Your task is to filter the entries and copy every line containing the string "intersection".

### INPUT RECORDS ###

//! Shared n-grams and Dice-coefficient similarity between texts.
use std::hash::Hash;

use hashbrown::HashSet;
use rayon::prelude::*;

use crate::errors::{NgramSimError, Result};
use crate::ngrams::{collect_char_ngrams, collect_ngrams, collect_word_ngrams, Granularity, Ngram};
use crate::tokens::{Tokenizer, Whitespace};

/// What to return when both compared texts yield no n-grams.
#[derive(Clone, Copy, Debug, Default, PartialEq, Eq)]
pub enum EmptyPolicy {
    /// Two texts without n-grams are identical, with similarity 1.0.
    #[default]
    Identical,
    /// Fails with [`NgramSimError::DivisionUndefined`].
    Strict,
}

/// Comparer of texts in the space of n-gram sets.
///
/// The similarity of two texts is the Dice coefficient `2|A∩B| / (|A|+|B|)`
/// of their n-gram sets `A` and `B`.
/// If exactly one of the sets is empty, the similarity is 0.
pub struct NgramSimilarity<T = Whitespace> {
    granularity: Granularity,
    window_size: usize,
    tokenizer: T,
    empty_policy: EmptyPolicy,
    shows_progress: bool,
}

impl NgramSimilarity {
    /// Creates an instance splitting texts on whitespace.
    ///
    /// # Arguments
    ///
    /// * `granularity` - Level at which n-grams are taken.
    /// * `window_size` - The n in n-gram (must be more than 0).
    pub fn new(granularity: Granularity, window_size: usize) -> Result<Self> {
        NgramSimError::check_window_size(window_size)?;
        Ok(Self {
            granularity,
            window_size,
            tokenizer: Whitespace,
            empty_policy: EmptyPolicy::default(),
            shows_progress: false,
        })
    }
}

impl<T> NgramSimilarity<T>
where
    T: Tokenizer,
{
    /// Replaces the word boundary policy.
    pub fn tokenizer<U>(self, tokenizer: U) -> NgramSimilarity<U>
    where
        U: Tokenizer,
    {
        NgramSimilarity {
            granularity: self.granularity,
            window_size: self.window_size,
            tokenizer,
            empty_policy: self.empty_policy,
            shows_progress: self.shows_progress,
        }
    }

    /// Sets the behavior for comparing two texts without n-grams.
    pub fn empty_policy(mut self, empty_policy: EmptyPolicy) -> Self {
        self.empty_policy = empty_policy;
        self
    }

    /// Logs the progress of batch comparisons?
    pub fn shows_progress(mut self, yes: bool) -> Self {
        self.shows_progress = yes;
        self
    }

    /// Gets the granularity.
    pub const fn granularity(&self) -> Granularity {
        self.granularity
    }

    /// Gets the window size.
    pub const fn window_size(&self) -> usize {
        self.window_size
    }

    /// N-grams of a text in order of appearance, duplicates included.
    pub fn ngrams<'a>(&self, text: &'a str) -> Vec<Ngram<'a>> {
        collect_ngrams(text, self.granularity, self.window_size, &self.tokenizer)
    }

    /// Distinct n-grams of a text.
    pub fn ngram_set<'a>(&self, text: &'a str) -> HashSet<Ngram<'a>> {
        self.ngrams(text).into_iter().collect()
    }

    /// N-grams found in both texts.
    pub fn matches<'a>(&self, text1: &'a str, text2: &'a str) -> HashSet<Ngram<'a>> {
        intersection(self.ngram_set(text1), self.ngram_set(text2))
    }

    /// Computes the similarity of two texts in the range of [0,1].
    ///
    /// # Errors
    ///
    /// [`NgramSimError::DivisionUndefined`] if both texts yield no n-grams
    /// under [`EmptyPolicy::Strict`].
    pub fn similarity(&self, text1: &str, text2: &str) -> Result<f64> {
        let score = dice(
            &self.ngram_set(text1),
            &self.ngram_set(text2),
            self.empty_policy,
        )?;
        tracing::debug!(
            granularity = %self.granularity,
            window_size = self.window_size,
            score,
            "compared two texts"
        );
        Ok(score)
    }

    /// Computes the similarity of every pair of texts, in input order.
    pub fn similarities<S1, S2>(&self, pairs: &[(S1, S2)]) -> Result<Vec<f64>>
    where
        S1: AsRef<str>,
        S2: AsRef<str>,
    {
        let mut scores = Vec::with_capacity(pairs.len());
        for (i, (text1, text2)) in pairs.iter().enumerate() {
            if self.shows_progress && (i + 1) % 1000 == 0 {
                tracing::info!("Processed {} pairs...", i + 1);
            }
            scores.push(dice(
                &self.ngram_set(text1.as_ref()),
                &self.ngram_set(text2.as_ref()),
                self.empty_policy,
            )?);
        }
        Ok(scores)
    }

    /// Computes the similarity of every pair of texts in parallel, in input order.
    pub fn similarities_in_parallel<S1, S2>(&self, pairs: &[(S1, S2)]) -> Result<Vec<f64>>
    where
        T: Sync,
        S1: AsRef<str> + Sync,
        S2: AsRef<str> + Sync,
    {
        if self.shows_progress {
            tracing::info!("Comparing {} pairs in parallel...", pairs.len());
        }
        pairs
            .par_iter()
            .map(|(text1, text2)| {
                dice(
                    &self.ngram_set(text1.as_ref()),
                    &self.ngram_set(text2.as_ref()),
                    self.empty_policy,
                )
            })
            .collect()
    }

    /// Searches for all pairs of documents whose similarity is at least `min_similarity`,
    /// returning triplets of the left-side index, the right-side index, and the similarity.
    /// Triplets are sorted by the indices, and the left-side index is always the smaller.
    pub fn similar_pairs<D>(
        &self,
        documents: &[D],
        min_similarity: f64,
    ) -> Result<Vec<(usize, usize, f64)>>
    where
        D: AsRef<str>,
    {
        let mut sets = Vec::with_capacity(documents.len());
        for (i, doc) in documents.iter().enumerate() {
            if self.shows_progress && (i + 1) % 1000 == 0 {
                tracing::info!("Processed {} documents...", i + 1);
            }
            sets.push(self.ngram_set(doc.as_ref()));
        }
        let mut results = vec![];
        for (i, set1) in sets.iter().enumerate() {
            for (j, set2) in sets.iter().enumerate().skip(i + 1) {
                let score = dice(set1, set2, self.empty_policy)?;
                if score >= min_similarity {
                    results.push((i, j, score));
                }
            }
        }
        Ok(results)
    }

    /// Parallel version of [`Self::similar_pairs`] with the same results.
    pub fn similar_pairs_in_parallel<D>(
        &self,
        documents: &[D],
        min_similarity: f64,
    ) -> Result<Vec<(usize, usize, f64)>>
    where
        T: Sync,
        D: AsRef<str> + Sync,
    {
        if self.shows_progress {
            tracing::info!("Extracting n-grams from {} documents...", documents.len());
        }
        let sets: Vec<_> = documents
            .par_iter()
            .map(|doc| self.ngram_set(doc.as_ref()))
            .collect();
        if self.shows_progress {
            let num_docs = sets.len();
            tracing::info!(
                "Comparing {} pairs of documents...",
                num_docs * num_docs.saturating_sub(1) / 2
            );
        }
        let sets = &sets;
        (0..sets.len())
            .into_par_iter()
            .flat_map_iter(|i| {
                (i + 1..sets.len()).filter_map(move |j| {
                    match dice(&sets[i], &sets[j], self.empty_policy) {
                        Ok(score) if score < min_similarity => None,
                        result => Some(result.map(|score| (i, j, score))),
                    }
                })
            })
            .collect()
    }
}

/// N-grams found in both texts, at the given granularity, splitting on whitespace.
///
/// # Errors
///
/// [`NgramSimError::InvalidWindowSize`] if `n` is 0.
pub fn matches<'a>(
    text1: &'a str,
    text2: &'a str,
    granularity: Granularity,
    n: usize,
) -> Result<HashSet<Ngram<'a>>> {
    Ok(NgramSimilarity::new(granularity, n)?.matches(text1, text2))
}

/// Similarity of two texts at the given granularity, splitting on whitespace.
/// Two texts without n-grams have similarity 1.0.
///
/// # Errors
///
/// [`NgramSimError::InvalidWindowSize`] if `n` is 0.
pub fn similarity(text1: &str, text2: &str, granularity: Granularity, n: usize) -> Result<f64> {
    NgramSimilarity::new(granularity, n)?.similarity(text1, text2)
}

/// Character-level n-grams found in both texts.
///
/// # Errors
///
/// [`NgramSimError::InvalidWindowSize`] if `n` is 0.
pub fn char_matches<'a>(text1: &'a str, text2: &'a str, n: usize) -> Result<HashSet<&'a str>> {
    NgramSimError::check_window_size(n)?;
    Ok(intersection(
        collect_char_ngrams(text1, n, &Whitespace).into_iter().collect(),
        collect_char_ngrams(text2, n, &Whitespace).into_iter().collect(),
    ))
}

/// Word-level n-grams found in both texts.
///
/// # Errors
///
/// [`NgramSimError::InvalidWindowSize`] if `n` is 0.
pub fn word_matches<'a>(
    text1: &'a str,
    text2: &'a str,
    n: usize,
) -> Result<HashSet<Vec<&'a str>>> {
    NgramSimError::check_window_size(n)?;
    Ok(intersection(
        collect_word_ngrams(text1, n, &Whitespace).into_iter().collect(),
        collect_word_ngrams(text2, n, &Whitespace).into_iter().collect(),
    ))
}

/// Character-level similarity of two texts.
///
/// # Errors
///
/// [`NgramSimError::InvalidWindowSize`] if `n` is 0.
pub fn char_similarity(text1: &str, text2: &str, n: usize) -> Result<f64> {
    similarity(text1, text2, Granularity::Char, n)
}

/// Word-level similarity of two texts.
///
/// # Errors
///
/// [`NgramSimError::InvalidWindowSize`] if `n` is 0.
pub fn word_similarity(text1: &str, text2: &str, n: usize) -> Result<f64> {
    similarity(text1, text2, Granularity::Word, n)
}

fn intersection<G>(set1: HashSet<G>, set2: HashSet<G>) -> HashSet<G>
where
    G: Hash + Eq,
{
    let (small, large) = if set1.len() <= set2.len() {
        (set1, set2)
    } else {
        (set2, set1)
    };
    small.into_iter().filter(|g| large.contains(g)).collect()
}

fn dice<G>(set1: &HashSet<G>, set2: &HashSet<G>, empty_policy: EmptyPolicy) -> Result<f64>
where
    G: Hash + Eq,
{
    let total = set1.len() + set2.len();
    if total == 0 {
        return match empty_policy {
            EmptyPolicy::Identical => Ok(1.),
            EmptyPolicy::Strict => Err(NgramSimError::DivisionUndefined),
        };
    }
    let shared = set1.intersection(set2).count();
    Ok(2. * shared as f64 / total as f64)
}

###

> YOUR RESPONSE
        intersection(self.ngram_set(text1), self.ngram_set(text2))
    Ok(intersection(
    Ok(intersection(
fn intersection<G>(set1: HashSet<G>, set2: HashSet<G>) -> HashSet<G>
    let shared = set1.intersection(set2).count();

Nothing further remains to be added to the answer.